Print, exactly and completely, the data that appears below.

[Saved entries]
================

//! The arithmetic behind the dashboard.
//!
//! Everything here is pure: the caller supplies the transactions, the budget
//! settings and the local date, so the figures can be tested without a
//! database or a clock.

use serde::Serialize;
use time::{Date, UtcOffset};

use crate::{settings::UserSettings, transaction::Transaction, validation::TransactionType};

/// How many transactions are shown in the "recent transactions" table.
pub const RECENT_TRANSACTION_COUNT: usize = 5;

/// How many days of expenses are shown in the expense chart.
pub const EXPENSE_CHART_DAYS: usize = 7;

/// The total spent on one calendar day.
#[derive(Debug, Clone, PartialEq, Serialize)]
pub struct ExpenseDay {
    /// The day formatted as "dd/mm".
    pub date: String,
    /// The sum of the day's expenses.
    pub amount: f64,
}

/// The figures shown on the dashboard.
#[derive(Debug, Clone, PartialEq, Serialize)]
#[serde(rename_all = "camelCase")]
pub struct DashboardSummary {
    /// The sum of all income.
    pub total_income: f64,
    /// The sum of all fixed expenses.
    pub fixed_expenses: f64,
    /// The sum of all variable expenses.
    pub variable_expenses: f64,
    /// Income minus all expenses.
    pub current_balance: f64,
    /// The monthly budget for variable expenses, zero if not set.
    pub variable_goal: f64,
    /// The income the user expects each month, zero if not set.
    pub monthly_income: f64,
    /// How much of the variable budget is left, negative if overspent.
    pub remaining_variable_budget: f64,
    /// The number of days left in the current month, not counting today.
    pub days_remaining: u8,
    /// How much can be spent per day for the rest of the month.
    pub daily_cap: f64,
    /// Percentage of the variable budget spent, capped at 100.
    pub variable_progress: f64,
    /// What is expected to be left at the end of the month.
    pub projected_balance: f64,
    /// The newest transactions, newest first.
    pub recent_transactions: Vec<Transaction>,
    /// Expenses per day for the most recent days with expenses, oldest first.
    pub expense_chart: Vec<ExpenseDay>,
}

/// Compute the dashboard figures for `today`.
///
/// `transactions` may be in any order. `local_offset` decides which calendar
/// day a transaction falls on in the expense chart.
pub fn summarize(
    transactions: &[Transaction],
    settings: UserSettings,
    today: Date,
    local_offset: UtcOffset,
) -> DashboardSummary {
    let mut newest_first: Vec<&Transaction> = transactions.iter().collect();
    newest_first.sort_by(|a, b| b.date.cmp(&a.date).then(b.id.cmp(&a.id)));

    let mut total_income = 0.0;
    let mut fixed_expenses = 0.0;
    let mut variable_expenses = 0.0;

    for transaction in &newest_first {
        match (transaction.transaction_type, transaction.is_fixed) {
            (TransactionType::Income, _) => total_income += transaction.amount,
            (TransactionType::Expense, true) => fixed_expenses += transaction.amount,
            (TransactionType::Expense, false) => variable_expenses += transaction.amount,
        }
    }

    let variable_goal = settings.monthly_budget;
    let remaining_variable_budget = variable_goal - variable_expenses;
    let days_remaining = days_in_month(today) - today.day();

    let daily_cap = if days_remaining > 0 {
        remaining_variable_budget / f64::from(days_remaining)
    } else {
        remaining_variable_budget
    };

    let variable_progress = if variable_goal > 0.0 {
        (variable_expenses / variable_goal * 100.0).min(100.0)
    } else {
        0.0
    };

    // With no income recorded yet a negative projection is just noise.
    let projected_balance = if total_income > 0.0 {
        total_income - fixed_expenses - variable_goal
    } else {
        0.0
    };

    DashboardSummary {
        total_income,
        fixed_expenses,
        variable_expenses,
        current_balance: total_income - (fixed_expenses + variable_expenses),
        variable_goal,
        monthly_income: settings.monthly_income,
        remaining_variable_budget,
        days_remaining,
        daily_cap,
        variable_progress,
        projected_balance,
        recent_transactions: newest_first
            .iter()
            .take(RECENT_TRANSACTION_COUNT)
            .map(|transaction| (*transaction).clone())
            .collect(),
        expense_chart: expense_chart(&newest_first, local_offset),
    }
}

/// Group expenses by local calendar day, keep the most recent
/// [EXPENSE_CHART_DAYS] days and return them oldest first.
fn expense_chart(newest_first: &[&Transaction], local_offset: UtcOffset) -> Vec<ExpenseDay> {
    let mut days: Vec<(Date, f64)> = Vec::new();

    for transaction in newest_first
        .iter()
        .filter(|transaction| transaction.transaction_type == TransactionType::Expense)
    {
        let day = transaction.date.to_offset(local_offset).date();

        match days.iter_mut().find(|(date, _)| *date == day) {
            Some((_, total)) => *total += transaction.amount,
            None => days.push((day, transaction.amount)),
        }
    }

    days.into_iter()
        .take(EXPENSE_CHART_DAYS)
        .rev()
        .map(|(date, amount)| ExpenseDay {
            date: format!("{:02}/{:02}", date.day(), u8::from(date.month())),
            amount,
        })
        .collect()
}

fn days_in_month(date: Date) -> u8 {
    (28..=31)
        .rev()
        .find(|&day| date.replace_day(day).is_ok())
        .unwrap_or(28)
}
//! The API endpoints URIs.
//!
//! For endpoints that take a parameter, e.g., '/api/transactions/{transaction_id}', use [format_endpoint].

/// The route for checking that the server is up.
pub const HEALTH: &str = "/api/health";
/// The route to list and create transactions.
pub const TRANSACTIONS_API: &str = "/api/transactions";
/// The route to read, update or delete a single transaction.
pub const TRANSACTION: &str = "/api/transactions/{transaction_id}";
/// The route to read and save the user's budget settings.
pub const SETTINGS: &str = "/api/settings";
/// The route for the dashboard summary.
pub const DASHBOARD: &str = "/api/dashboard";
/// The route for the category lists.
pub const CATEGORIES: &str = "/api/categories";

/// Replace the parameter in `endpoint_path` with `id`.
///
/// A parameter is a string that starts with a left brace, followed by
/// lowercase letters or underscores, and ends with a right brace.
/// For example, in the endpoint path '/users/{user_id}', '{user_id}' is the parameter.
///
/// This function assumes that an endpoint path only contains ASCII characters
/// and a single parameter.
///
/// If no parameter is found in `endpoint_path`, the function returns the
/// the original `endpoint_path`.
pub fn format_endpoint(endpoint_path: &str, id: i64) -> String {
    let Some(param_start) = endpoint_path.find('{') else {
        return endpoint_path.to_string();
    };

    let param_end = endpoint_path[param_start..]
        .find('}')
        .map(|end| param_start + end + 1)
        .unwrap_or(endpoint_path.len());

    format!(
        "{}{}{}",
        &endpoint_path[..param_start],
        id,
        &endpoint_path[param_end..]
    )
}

================

# [Solved problem]
//! The arithmetic behind the dashboard.
//!
//! Everything here is pure: the caller supplies the transactions, the budget
//! settings and the local date, so the figures can be tested without a
//! database or a clock.

use serde::Serialize;
use time::{Date, UtcOffset};

use crate::{settings::UserSettings, transaction::Transaction, validation::TransactionType};

/// How many transactions are shown in the "recent transactions" table.
pub const RECENT_TRANSACTION_COUNT: usize = 5;

/// How many days of expenses are shown in the expense chart.
pub const EXPENSE_CHART_DAYS: usize = 7;

/// The total spent on one calendar day.
#[derive(Debug, Clone, PartialEq, Serialize)]
pub struct ExpenseDay {
    /// The day formatted as "dd/mm".
    pub date: String,
    /// The sum of the day's expenses.
    pub amount: f64,
}

/// The figures shown on the dashboard.
#[derive(Debug, Clone, PartialEq, Serialize)]
#[serde(rename_all = "camelCase")]
pub struct DashboardSummary {
    /// The sum of all income.
    pub total_income: f64,
    /// The sum of all fixed expenses.
    pub fixed_expenses: f64,
    /// The sum of all variable expenses.
    pub variable_expenses: f64,
    /// Income minus all expenses.
    pub current_balance: f64,
    /// The monthly budget for variable expenses, zero if not set.
    pub variable_goal: f64,
    /// The income the user expects each month, zero if not set.
    pub monthly_income: f64,
    /// How much of the variable budget is left, negative if overspent.
    pub remaining_variable_budget: f64,
    /// The number of days left in the current month, not counting today.
    pub days_remaining: u8,
    /// How much can be spent per day for the rest of the month.
    pub daily_cap: f64,
    /// Percentage of the variable budget spent, capped at 100.
    pub variable_progress: f64,
    /// What is expected to be left at the end of the month.
    pub projected_balance: f64,
    /// The newest transactions, newest first.
    pub recent_transactions: Vec<Transaction>,
    /// Expenses per day for the most recent days with expenses, oldest first.
    pub expense_chart: Vec<ExpenseDay>,
}

/// Compute the dashboard figures for `today`.
///
/// `transactions` may be in any order. `local_offset` decides which calendar
/// day a transaction falls on in the expense chart.
pub fn summarize(
    transactions: &[Transaction],
    settings: UserSettings,
    today: Date,
    local_offset: UtcOffset,
) -> DashboardSummary {
    let mut newest_first: Vec<&Transaction> = transactions.iter().collect();
    newest_first.sort_by(|a, b| b.date.cmp(&a.date).then(b.id.cmp(&a.id)));

    let mut total_income = 0.0;
    let mut fixed_expenses = 0.0;
    let mut variable_expenses = 0.0;

    for transaction in &newest_first {
        match (transaction.transaction_type, transaction.is_fixed) {
            (TransactionType::Income, _) => total_income += transaction.amount,
            (TransactionType::Expense, true) => fixed_expenses += transaction.amount,
            (TransactionType::Expense, false) => variable_expenses += transaction.amount,
        }
    }

    let variable_goal = settings.monthly_budget;
    let remaining_variable_budget = variable_goal - variable_expenses;
    let days_remaining = days_in_month(today) - today.day();

    let daily_cap = if days_remaining > 0 {
        remaining_variable_budget / f64::from(days_remaining)
    } else {
        remaining_variable_budget
    };

    let variable_progress = if variable_goal > 0.0 {
        (variable_expenses / variable_goal * 100.0).min(100.0)
    } else {
        0.0
    };

    // With no income recorded yet a negative projection is just noise.
    let projected_balance = if total_income > 0.0 {
        total_income - fixed_expenses - variable_goal
    } else {
        0.0
    };

    DashboardSummary {
        total_income,
        fixed_expenses,
        variable_expenses,
        current_balance: total_income - (fixed_expenses + variable_expenses),
        variable_goal,
        monthly_income: settings.monthly_income,
        remaining_variable_budget,
        days_remaining,
        daily_cap,
        variable_progress,
        projected_balance,
        recent_transactions: newest_first
            .iter()
            .take(RECENT_TRANSACTION_COUNT)
            .map(|transaction| (*transaction).clone())
            .collect(),
        expense_chart: expense_chart(&newest_first, local_offset),
    }
}

/// Group expenses by local calendar day, keep the most recent
/// [EXPENSE_CHART_DAYS] days and return them oldest first.
fn expense_chart(newest_first: &[&Transaction], local_offset: UtcOffset) -> Vec<ExpenseDay> {
    let mut days: Vec<(Date, f64)> = Vec::new();

    for transaction in newest_first
        .iter()
        .filter(|transaction| transaction.transaction_type == TransactionType::Expense)
    {
        let day = transaction.date.to_offset(local_offset).date();

        match days.iter_mut().find(|(date, _)| *date == day) {
            Some((_, total)) => *total += transaction.amount,
            None => days.push((day, transaction.amount)),
        }
    }

    days.into_iter()
        .take(EXPENSE_CHART_DAYS)
        .rev()
        .map(|(date, amount)| ExpenseDay {
            date: format!("{:02}/{:02}", date.day(), u8::from(date.month())),
            amount,
        })
        .collect()
}

fn days_in_month(date: Date) -> u8 {
    (28..=31)
        .rev()
        .find(|&day| date.replace_day(day).is_ok())
        .unwrap_or(28)
}
//! The API endpoints URIs.
//!
//! For endpoints that take a parameter, e.g., '/api/transactions/{transaction_id}', use [format_endpoint].

/// The route for checking that the server is up.
pub const HEALTH: &str = "/api/health";
/// The route to list and create transactions.
pub const TRANSACTIONS_API: &str = "/api/transactions";
/// The route to read, update or delete a single transaction.
pub const TRANSACTION: &str = "/api/transactions/{transaction_id}";
/// The route to read and save the user's budget settings.
pub const SETTINGS: &str = "/api/settings";
/// The route for the dashboard summary.
pub const DASHBOARD: &str = "/api/dashboard";
/// The route for the category lists.
pub const CATEGORIES: &str = "/api/categories";

/// Replace the parameter in `endpoint_path` with `id`.
///
/// A parameter is a string that starts with a left brace, followed by
/// lowercase letters or underscores, and ends with a right brace.
/// For example, in the endpoint path '/users/{user_id}', '{user_id}' is the parameter.
///
/// This function assumes that an endpoint path only contains ASCII characters
/// and a single parameter.
///
/// If no parameter is found in `endpoint_path`, the function returns the
/// the original `endpoint_path`.
pub fn format_endpoint(endpoint_path: &str, id: i64) -> String {
    let Some(param_start) = endpoint_path.find('{') else {
        return endpoint_path.to_string();
    };

    let param_end = endpoint_path[param_start..]
        .find('}')
        .map(|end| param_start + end + 1)
        .unwrap_or(endpoint_path.len());

    format!(
        "{}{}{}",
        &endpoint_path[..param_start],
        id,
        &endpoint_path[param_end..]
    )
}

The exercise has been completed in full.